Последний философ, о котором стоит сказать в связи с рецензируемой книгой, — это Вадим Васильев. В издании имеется его собственный отзыв, поэтому я ограничусь только двумя короткими замечаниями. Георгий Игоревич противопоставляет васильевскому оправданию здравого смысла такой вопрос: «с какой стати итоговый концептуальный образ мира не должен расходиться с его наивным изображением?» (с. 167). Ответ на этот вопрос, изнутри системы Васильева, прост: потому что это следует из приведенных аргументов [Васильев 2014], [Васильев 2017]. Здравый смысл — не посылка, это результат исследования. Допускаю, что в индивидуальном уме Вадима Валерьевича сначала созрела симпатия к здравому смыслу, а только потом он смог сформулировать аргументы к его пользу. Но логику доказательства это никак не меняет. Во-вторых, здравый смысл Васильева на самом деле довольно далек от здравого смысла других философов. Так, он доказывает ложность физикализма и отстаивает априорный метод, тогда как многие философы в наши дни скорее склонны отрицать дуализм и полагаться лишь на эмпирические исследования и спекуляции по их поводу. Это значит, что его выводы, даже если они ложные, не являются тривиальными. Например, на уровне моего здравого смысла кажется невероятным отрицание локальной супервентности, а между тем показать, в чем именно Васильев ошибается, я не могу.

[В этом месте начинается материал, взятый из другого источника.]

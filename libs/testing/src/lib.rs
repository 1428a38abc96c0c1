//! Test fixtures for the pgo client.
//!
//! [`TestPki`] mints a throwaway certificate authority with server and
//! client leaves and writes them out as PEM files. [`MtlsStubServer`] is a
//! minimal HTTP/1.1 server behind rustls that demands a client certificate
//! from that CA, answers every request with one canned response, and
//! counts TLS handshakes so tests can observe connection reuse.

mod pki;
mod server;

use std::sync::Once;

pub use pki::{PkiPaths, ServerIdentity, TestPki, DEFAULT_SERVER_NAMES};
pub use server::{MtlsStubServer, RecordedRequest, StubResponse};

static INIT_CRYPTO: Once = Once::new();

/// Install the ring provider as the process default, once.
pub fn init_crypto_provider() {
    INIT_CRYPTO.call_once(|| {
        rustls::crypto::ring::default_provider()
            .install_default()
            .ok();
    });
}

Теперь перейдем к главному, к соотношению понятности и непонятности. Последнюю Георий Игоревич считает более продуктивной для философии. Он видит непонятное как особую территорию философии, на которой она, в противоположность обыденному и частно-научному знанию, может действовать в полную силу. Мне думается, что «непонятное» нужно рассматривать по аналогии с «понятным». Когда мы понимаем нечто, мы можем сказать, что именно нам понятно (хотя это не означает способность дать тут полное обоснование и объяснение). Отрицание понятности тогда должно быть таким: мы всегда не понимаем что-то конкретное. То есть мы обычно понимаем, что именно мы не понимаем. Поэтому непонятное, как мне кажется, — это что-то очень конкретное. То же верно в и отношении непонятности того, что якобы само собой разумеется. При этом «непонятность» не стоит понимать как право на отрицание или постановку под сомнение чего угодно и как угодно. Значение самого сомнения, постановки под вопрос и т.п. требует точно такого же доказательства, как и утверждения и отрицания. Например, Юму было непонятно, почему закон причинности является самоочевидным. И это привело к созданию новой теории причинности. Хайдеггеру было непонятно, что такое бытие. И это привело к фундаментальной онтологии. В обоих случаях речь идет про очень точечные непонимания, каждое из которых было обосновано. Поэтому «непонятное» лучше рассматривать не вообще, а как постановку исследовательской задачи. Я отдаю себе отчет в том, что иногда говорят, что нечто непонятно «вообще». Но тогда речь идет или о каком-то общем чувстве, а не дискурсивно представленной теории, или о не до конца понятной непонятности, то есть непонятности, которая нуждается в том, чтобы быть понятой как именно такая-то и такая-то непонятность. И вот когда она будет понята, исследовательская задача будет осознана со всей ясностью. Потому, думаю, возможность не-влипания в самопонятность и не-влипание в это не-влипание не противоречит здравому смыслу, а философия является продолжением обыденных и частно-научных практик, а не обособленным от них видом деятельности.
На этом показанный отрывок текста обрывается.